── Given information
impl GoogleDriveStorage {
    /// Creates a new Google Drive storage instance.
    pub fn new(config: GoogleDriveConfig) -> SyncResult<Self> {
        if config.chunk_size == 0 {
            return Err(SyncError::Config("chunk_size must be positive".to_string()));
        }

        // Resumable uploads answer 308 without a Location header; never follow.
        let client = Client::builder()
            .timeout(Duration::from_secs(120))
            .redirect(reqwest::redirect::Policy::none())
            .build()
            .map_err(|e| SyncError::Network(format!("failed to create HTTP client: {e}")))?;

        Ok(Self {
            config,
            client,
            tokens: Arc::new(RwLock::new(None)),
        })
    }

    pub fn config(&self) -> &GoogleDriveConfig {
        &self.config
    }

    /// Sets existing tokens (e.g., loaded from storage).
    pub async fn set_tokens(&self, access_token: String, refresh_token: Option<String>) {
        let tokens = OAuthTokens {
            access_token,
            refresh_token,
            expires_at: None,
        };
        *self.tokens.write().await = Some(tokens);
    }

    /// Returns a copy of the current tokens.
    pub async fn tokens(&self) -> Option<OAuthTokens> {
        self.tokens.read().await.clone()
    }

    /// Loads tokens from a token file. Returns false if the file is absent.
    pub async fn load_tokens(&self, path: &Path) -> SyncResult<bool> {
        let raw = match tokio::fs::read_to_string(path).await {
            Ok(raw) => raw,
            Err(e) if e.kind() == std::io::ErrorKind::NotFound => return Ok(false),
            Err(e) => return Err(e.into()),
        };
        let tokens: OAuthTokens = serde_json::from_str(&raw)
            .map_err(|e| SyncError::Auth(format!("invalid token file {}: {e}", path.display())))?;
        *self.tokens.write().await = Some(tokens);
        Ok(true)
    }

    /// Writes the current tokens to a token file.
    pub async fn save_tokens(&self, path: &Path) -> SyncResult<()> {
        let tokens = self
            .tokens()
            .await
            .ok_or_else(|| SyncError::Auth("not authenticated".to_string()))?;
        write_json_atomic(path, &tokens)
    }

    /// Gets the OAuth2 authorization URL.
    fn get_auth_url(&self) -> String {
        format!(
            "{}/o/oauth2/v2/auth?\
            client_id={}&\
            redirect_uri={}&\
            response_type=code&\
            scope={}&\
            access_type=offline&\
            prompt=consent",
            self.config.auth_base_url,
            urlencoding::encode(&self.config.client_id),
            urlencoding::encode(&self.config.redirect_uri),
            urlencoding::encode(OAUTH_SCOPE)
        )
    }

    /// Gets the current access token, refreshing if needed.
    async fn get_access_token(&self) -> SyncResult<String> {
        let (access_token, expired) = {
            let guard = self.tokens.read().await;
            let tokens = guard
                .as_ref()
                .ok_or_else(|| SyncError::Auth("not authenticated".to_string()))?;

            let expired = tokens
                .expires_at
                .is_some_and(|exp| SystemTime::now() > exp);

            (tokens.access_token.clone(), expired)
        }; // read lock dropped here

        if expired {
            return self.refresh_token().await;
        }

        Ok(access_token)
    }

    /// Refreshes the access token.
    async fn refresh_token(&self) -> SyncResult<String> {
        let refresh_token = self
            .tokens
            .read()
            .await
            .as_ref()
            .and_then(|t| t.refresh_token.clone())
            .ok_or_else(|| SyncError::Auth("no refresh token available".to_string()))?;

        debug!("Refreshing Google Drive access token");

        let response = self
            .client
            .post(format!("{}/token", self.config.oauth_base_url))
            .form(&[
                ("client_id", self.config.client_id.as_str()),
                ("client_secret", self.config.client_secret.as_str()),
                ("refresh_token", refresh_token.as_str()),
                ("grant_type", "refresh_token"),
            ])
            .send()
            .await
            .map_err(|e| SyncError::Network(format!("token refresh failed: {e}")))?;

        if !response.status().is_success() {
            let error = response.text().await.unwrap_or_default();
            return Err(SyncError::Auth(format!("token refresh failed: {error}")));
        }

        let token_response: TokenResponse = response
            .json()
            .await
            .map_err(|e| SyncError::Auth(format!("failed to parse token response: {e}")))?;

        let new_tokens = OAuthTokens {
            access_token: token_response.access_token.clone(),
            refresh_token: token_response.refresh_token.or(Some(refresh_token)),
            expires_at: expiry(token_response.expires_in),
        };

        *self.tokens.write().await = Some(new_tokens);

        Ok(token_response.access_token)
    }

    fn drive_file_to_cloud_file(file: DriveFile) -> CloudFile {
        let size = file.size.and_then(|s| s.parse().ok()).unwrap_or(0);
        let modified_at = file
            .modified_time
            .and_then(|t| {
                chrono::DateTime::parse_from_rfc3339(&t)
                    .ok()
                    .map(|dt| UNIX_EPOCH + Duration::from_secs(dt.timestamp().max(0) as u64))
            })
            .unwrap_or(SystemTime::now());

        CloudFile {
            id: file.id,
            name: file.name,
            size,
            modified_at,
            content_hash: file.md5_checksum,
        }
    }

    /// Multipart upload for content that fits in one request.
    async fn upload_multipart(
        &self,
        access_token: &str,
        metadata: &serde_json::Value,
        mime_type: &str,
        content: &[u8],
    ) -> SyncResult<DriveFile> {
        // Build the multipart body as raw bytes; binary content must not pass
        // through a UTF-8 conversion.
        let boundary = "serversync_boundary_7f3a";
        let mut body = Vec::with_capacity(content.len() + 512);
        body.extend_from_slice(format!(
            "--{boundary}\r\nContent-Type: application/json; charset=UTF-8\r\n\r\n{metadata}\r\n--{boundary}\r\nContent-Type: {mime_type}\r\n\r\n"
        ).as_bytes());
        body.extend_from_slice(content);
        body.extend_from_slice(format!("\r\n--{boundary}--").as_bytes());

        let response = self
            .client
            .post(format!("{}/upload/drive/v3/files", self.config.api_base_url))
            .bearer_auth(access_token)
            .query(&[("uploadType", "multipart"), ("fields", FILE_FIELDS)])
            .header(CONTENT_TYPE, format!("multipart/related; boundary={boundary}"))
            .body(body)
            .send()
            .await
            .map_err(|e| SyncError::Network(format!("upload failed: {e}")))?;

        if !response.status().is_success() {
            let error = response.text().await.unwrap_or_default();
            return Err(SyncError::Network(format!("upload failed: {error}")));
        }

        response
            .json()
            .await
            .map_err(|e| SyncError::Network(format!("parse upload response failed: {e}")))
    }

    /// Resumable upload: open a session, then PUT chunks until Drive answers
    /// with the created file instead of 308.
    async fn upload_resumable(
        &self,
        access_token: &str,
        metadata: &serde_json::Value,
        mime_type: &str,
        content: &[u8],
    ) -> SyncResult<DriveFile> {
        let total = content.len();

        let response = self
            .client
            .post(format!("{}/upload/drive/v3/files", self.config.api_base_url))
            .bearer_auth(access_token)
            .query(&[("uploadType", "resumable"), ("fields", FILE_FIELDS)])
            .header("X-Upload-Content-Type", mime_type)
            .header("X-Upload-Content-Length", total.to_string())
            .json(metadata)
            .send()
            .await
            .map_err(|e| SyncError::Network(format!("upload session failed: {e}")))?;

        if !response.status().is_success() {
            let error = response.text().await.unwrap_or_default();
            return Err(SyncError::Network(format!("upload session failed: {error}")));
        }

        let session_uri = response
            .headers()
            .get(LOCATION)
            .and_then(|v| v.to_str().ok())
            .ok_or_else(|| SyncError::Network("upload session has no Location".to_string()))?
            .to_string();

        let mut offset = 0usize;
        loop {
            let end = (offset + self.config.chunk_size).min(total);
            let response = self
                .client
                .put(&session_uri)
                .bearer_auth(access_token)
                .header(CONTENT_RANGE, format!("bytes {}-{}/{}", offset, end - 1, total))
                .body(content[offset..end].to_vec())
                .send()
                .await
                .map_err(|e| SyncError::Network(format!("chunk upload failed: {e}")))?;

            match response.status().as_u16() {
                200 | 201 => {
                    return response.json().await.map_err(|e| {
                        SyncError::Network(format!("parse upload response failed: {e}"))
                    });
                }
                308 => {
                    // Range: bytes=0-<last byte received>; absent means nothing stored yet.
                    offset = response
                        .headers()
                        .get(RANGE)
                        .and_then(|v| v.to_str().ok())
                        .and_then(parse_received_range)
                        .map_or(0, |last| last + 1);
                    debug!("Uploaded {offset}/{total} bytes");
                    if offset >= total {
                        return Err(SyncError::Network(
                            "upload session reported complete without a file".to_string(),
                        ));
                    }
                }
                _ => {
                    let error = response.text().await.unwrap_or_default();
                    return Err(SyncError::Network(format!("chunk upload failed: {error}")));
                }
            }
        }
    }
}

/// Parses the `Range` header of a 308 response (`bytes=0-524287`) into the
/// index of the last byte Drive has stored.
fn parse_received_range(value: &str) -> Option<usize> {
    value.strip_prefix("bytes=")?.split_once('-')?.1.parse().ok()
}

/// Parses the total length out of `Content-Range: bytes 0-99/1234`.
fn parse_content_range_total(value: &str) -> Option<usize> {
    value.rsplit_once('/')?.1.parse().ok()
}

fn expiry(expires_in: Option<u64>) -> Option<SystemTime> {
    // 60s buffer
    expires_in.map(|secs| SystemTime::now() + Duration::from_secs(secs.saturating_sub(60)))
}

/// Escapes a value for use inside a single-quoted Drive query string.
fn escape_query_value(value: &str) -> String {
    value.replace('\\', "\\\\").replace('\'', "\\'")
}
────
**Assignment:** In which lines of the records does the word "clone" appear? Copy each of them.

**Answer area:**
        self.tokens.read().await.clone()
            (tokens.access_token.clone(), expired)
            .and_then(|t| t.refresh_token.clone())
            access_token: token_response.access_token.clone(),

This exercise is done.